I dunno, he seems remarkably cognisant compared to most I've read.  I've seen problems on both sides of the fence.  Evolution is not a magic bullet.  It doesn't go from A to B to C like most bio text books would have you believe.  It's more like the course of a river or the flight of a swarm of bees.  The individual elements have no real goal, behaving wildly-- erratically-- stupidly.  The course of the river can bend and twitch wildly as it makes its way.  Yet the whole seems somehow to be directed, seems to have a clear goal and path.  Seems to.

Many AntiDarwinists, on the other hand, make the same mistake that the Darwinists do-- saying that there is a clear and evident path from A to B to C, and it therefore must be an intelligent force at work.

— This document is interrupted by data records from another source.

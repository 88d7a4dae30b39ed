use std::result::Result as StdResult;

use thiserror::Error;

use crate::core::id::ViewId;

/// Result type for kernel operations.
pub type Result<T> = StdResult<T, Error>;

/// Kernel error type.
///
/// These are structural misuse and driver failures. Lookup misses such as
/// an unresolvable palette index degrade to sentinels instead, and a view
/// refusing to end a modal loop is an ordinary `false` from `valid`.
#[derive(PartialEq, Eq, Error, Debug, Clone)]
pub enum Error {
    /// The handle does not refer to a live view.
    #[error("view not found: {0:?}")]
    ViewNotFound(ViewId),
    /// The view already belongs to a group.
    #[error("view {0:?} is already owned by a group")]
    AlreadyOwned(ViewId),
    /// The view is not a child of the group.
    #[error("view {view:?} is not a child of group {group:?}")]
    NotAChild {
        /// The group that was asked.
        group: ViewId,
        /// The view that was not found among its children.
        view: ViewId,
    },
    /// The operation requires a group.
    #[error("view {0:?} is not a group")]
    NotAGroup(ViewId),
    /// Inserting the view would make a group its own descendant.
    #[error("inserting {view:?} into {group:?} would create a cycle")]
    WouldCycle {
        /// The receiving group.
        group: ViewId,
        /// The view being inserted.
        view: ViewId,
    },
    /// The view must be removed from its owner first.
    #[error("view {0:?} is still owned by a group")]
    StillOwned(ViewId),
    /// The root view cannot be removed or destroyed.
    #[error("view {0:?} is the root view")]
    RootView(ViewId),
    /// `unlock` was called without a matching `lock`.
    #[error("unbalanced unlock on group {0:?}")]
    UnbalancedUnlock(ViewId),
    /// The view's behavior is already borrowed further up the call stack.
    #[error("view {0:?} is already executing a callback")]
    ReentrantView(ViewId),
    /// No modal view is active to receive `end_modal`.
    #[error("no modal view is active")]
    NoModalView,
    /// The operation needs a running modal loop.
    #[error("no event loop is running")]
    NotRunning,
    /// The event source has no more events and never will.
    #[error("event source closed")]
    SourceClosed,
    /// Terminal driver failure.
    #[error("backend: {0}")]
    Backend(String),
}

impl From<std::io::Error> for Error {
    fn from(e: std::io::Error) -> Self {
        Self::Backend(e.to_string())
    }
}
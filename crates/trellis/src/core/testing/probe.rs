use std::sync::{Arc, Mutex};

use crate::{
    canvas::{Canvas, Cell},
    commands::Command,
    core::{context::Ctx, view::{DrawContext, ViewKind}},
    error::Result,
    event::{Event, EventClass, EventKind},
    flags::Options,
    palette::Palette,
};

/// Ordered record of what probes saw, shared between probes and the test.
#[derive(Debug, Clone, Default)]
pub struct Journal {
    /// Entries in order.
    entries: Arc<Mutex<Vec<String>>>,
}

impl Journal {
    /// An empty journal.
    pub fn new() -> Self {
        Self::default()
    }

    /// Append an entry.
    pub fn record(&self, entry: impl Into<String>) {
        if let Ok(mut e) = self.entries.lock() {
            e.push(entry.into());
        }
    }

    /// A copy of every entry.
    pub fn entries(&self) -> Vec<String> {
        self.entries.lock().map(|e| e.clone()).unwrap_or_default()
    }

    /// Return and clear every entry.
    pub fn take(&self) -> Vec<String> {
        self.entries
            .lock()
            .map(|mut e| std::mem::take(&mut *e))
            .unwrap_or_default()
    }
}

/// Short event label used in journal entries.
pub fn label(event: &Event) -> String {
    match event.kind() {
        EventKind::Nothing => "nothing".into(),
        EventKind::Mouse(_) => "mouse".into(),
        EventKind::Key(_) => "key".into(),
        EventKind::Command(m) => format!("command {}", m.command.0),
        EventKind::Broadcast(m) => format!("broadcast {}", m.command.0),
        EventKind::User(_, m) => format!("user {}", m.command.0),
    }
}

/// A view kind that journals every delivery in its event mask and reacts
/// as configured.
///
/// Entries have the form `"<name> <label>"` for deliveries,
/// `"<name> valid <n>"` for validation and `"<name> error <label>"` for
/// `event_error` offers.
#[derive(Debug, Clone)]
pub struct Probe {
    /// Journal name.
    name: String,
    /// Shared journal.
    journal: Journal,
    /// Initial options.
    options: Options,
    /// Initial event mask.
    mask: EventClass,
    /// Classes consumed on delivery.
    consume: EventClass,
    /// Commands consumed on delivery.
    consume_commands: Vec<Command>,
    /// Commands that end the modal loop with themselves.
    end_on: Vec<Command>,
    /// Commands `valid` refuses.
    refuse: Vec<Command>,
    /// Claim every `event_error` offer.
    claim_errors: bool,
    /// Fill character.
    fill: char,
    /// Initial palette.
    palette: Option<Palette>,
}

impl Probe {
    /// A probe recording into `journal` under `name`.
    pub fn new(name: &str, journal: &Journal) -> Self {
        Self {
            name: name.to_string(),
            journal: journal.clone(),
            options: Options::empty(),
            mask: EventClass::DEFAULT_MASK,
            consume: EventClass::empty(),
            consume_commands: Vec::new(),
            end_on: Vec::new(),
            refuse: Vec::new(),
            claim_errors: false,
            fill: ' ',
            palette: Some(Palette::transparent()),
        }
    }

    /// Add `SELECTABLE`.
    pub fn selectable(mut self) -> Self {
        self.options |= Options::SELECTABLE;
        self
    }

    /// Add option flags.
    pub fn with_options(mut self, options: Options) -> Self {
        self.options |= options;
        self
    }

    /// Replace the event mask.
    pub fn with_mask(mut self, mask: EventClass) -> Self {
        self.mask = mask;
        self
    }

    /// Consume every delivered event of these classes.
    pub fn consume(mut self, classes: EventClass) -> Self {
        self.consume |= classes;
        self
    }

    /// Consume one command.
    pub fn consume_command(mut self, command: Command) -> Self {
        self.consume_commands.push(command);
        self
    }

    /// End the modal loop with `command` when it is delivered.
    pub fn end_on(mut self, command: Command) -> Self {
        self.end_on.push(command);
        self
    }

    /// Refuse `command` in `valid`.
    pub fn refuse(mut self, command: Command) -> Self {
        self.refuse.push(command);
        self
    }

    /// Claim unhandled events offered through `event_error`.
    pub fn claim_errors(mut self) -> Self {
        self.claim_errors = true;
        self
    }

    /// Draw with a character.
    pub fn fill(mut self, ch: char) -> Self {
        self.fill = ch;
        self
    }

    /// Start with a different palette.
    pub fn with_palette(mut self, palette: Option<Palette>) -> Self {
        self.palette = palette;
        self
    }

    /// Append an entry under this probe's name.
    fn note(&self, what: &str) {
        self.journal.record(format!("{} {}", self.name, what));
    }
}

impl ViewKind for Probe {
    fn name(&self) -> String {
        self.name.clone()
    }

    fn palette(&self) -> Option<Palette> {
        self.palette.clone()
    }

    fn options(&self) -> Options {
        self.options
    }

    fn event_mask(&self) -> EventClass {
        self.mask
    }

    fn draw(&self, canvas: &mut Canvas, ctx: &DrawContext<'_>) {
        canvas.fill(canvas.area(), Cell::new(self.fill, ctx.color(1)));
    }

    fn handle_event(&mut self, ctx: &mut Ctx<'_>, event: &mut Event) -> Result<()> {
        if !self.mask.intersects(event.class()) {
            return Ok(());
        }
        self.note(&label(event));
        if let Some(m) = event.message()
            && matches!(event.kind(), EventKind::Command(_))
        {
            let command = m.command;
            if self.end_on.contains(&command) {
                ctx.end_modal(command)?;
                event.clear();
                return Ok(());
            }
            if self.consume_commands.contains(&command) {
                event.clear();
                return Ok(());
            }
        }
        if self.consume.intersects(event.class()) {
            event.clear();
        }
        Ok(())
    }

    fn valid(&mut self, _ctx: &mut Ctx<'_>, command: Command) -> bool {
        self.note(&format!("valid {}", command.0));
        !self.refuse.contains(&command)
    }

    fn event_error(&mut self, _ctx: &mut Ctx<'_>, event: &Event) -> bool {
        self.note(&format!("error {}", label(event)));
        self.claim_errors
    }
}
//! Kernel configuration.

use std::time::Duration;

use crate::{
    commands::{self, Command},
    geom::Expanse,
    palette::PaletteScheme,
};

/// Settings fixed when a [`Core`](crate::Core) is created.
#[derive(Debug, Clone, PartialEq, Eq)]
pub struct Config {
    /// Initial size of the root view.
    pub size: Expanse,
    /// Application palette installed on the root view.
    pub palette: PaletteScheme,
    /// Gated commands that start out disabled.
    pub disabled_commands: Vec<Command>,
    /// Largest gap between two presses that still counts as a double click.
    pub double_click: Duration,
    /// Width of the right shadow band and height of the bottom one.
    pub shadow_size: Expanse,
    /// How long the terminal source waits for input before reporting idle.
    pub poll_interval: Duration,
}

impl Default for Config {
    fn default() -> Self {
        Self {
            size: Expanse::new(80, 25),
            palette: PaletteScheme::default(),
            disabled_commands: commands::INITIALLY_DISABLED.to_vec(),
            double_click: Duration::from_millis(400),
            shadow_size: Expanse::new(2, 1),
            poll_interval: Duration::from_millis(50),
        }
    }
}

impl Config {
    /// Use a different root size.
    pub fn with_size(mut self, size: impl Into<Expanse>) -> Self {
        self.size = size.into();
        self
    }

    /// Use a different application palette.
    pub fn with_palette(mut self, palette: PaletteScheme) -> Self {
        self.palette = palette;
        self
    }

    /// Start with exactly these gated commands disabled.
    pub fn with_disabled_commands(mut self, disabled: &[Command]) -> Self {
        self.disabled_commands = disabled.to_vec();
        self
    }

    /// Use a different double click interval.
    pub fn with_double_click(mut self, interval: Duration) -> Self {
        self.double_click = interval;
        self
    }

    /// Use a different shadow size.
    pub fn with_shadow_size(mut self, size: impl Into<Expanse>) -> Self {
        self.shadow_size = size.into();
        self
    }
}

They're both wrong!  The movement from A to B to C is simply the high level abstraction that we like to pigeonhole our reality into.  The nice strict lines of "species" don't exist.    The actual movement is more along the lines of A to Q and Pi, and from Pi back to A, then up and over to Cleveland...  Absolutely nonsensical.  Random.  Yet the emergent properties somehow form relatively directed processes.

I don't think the argument should be for or against evolution.  The better argument should be wether evolution is directed, seeded, or absolutely self-directing.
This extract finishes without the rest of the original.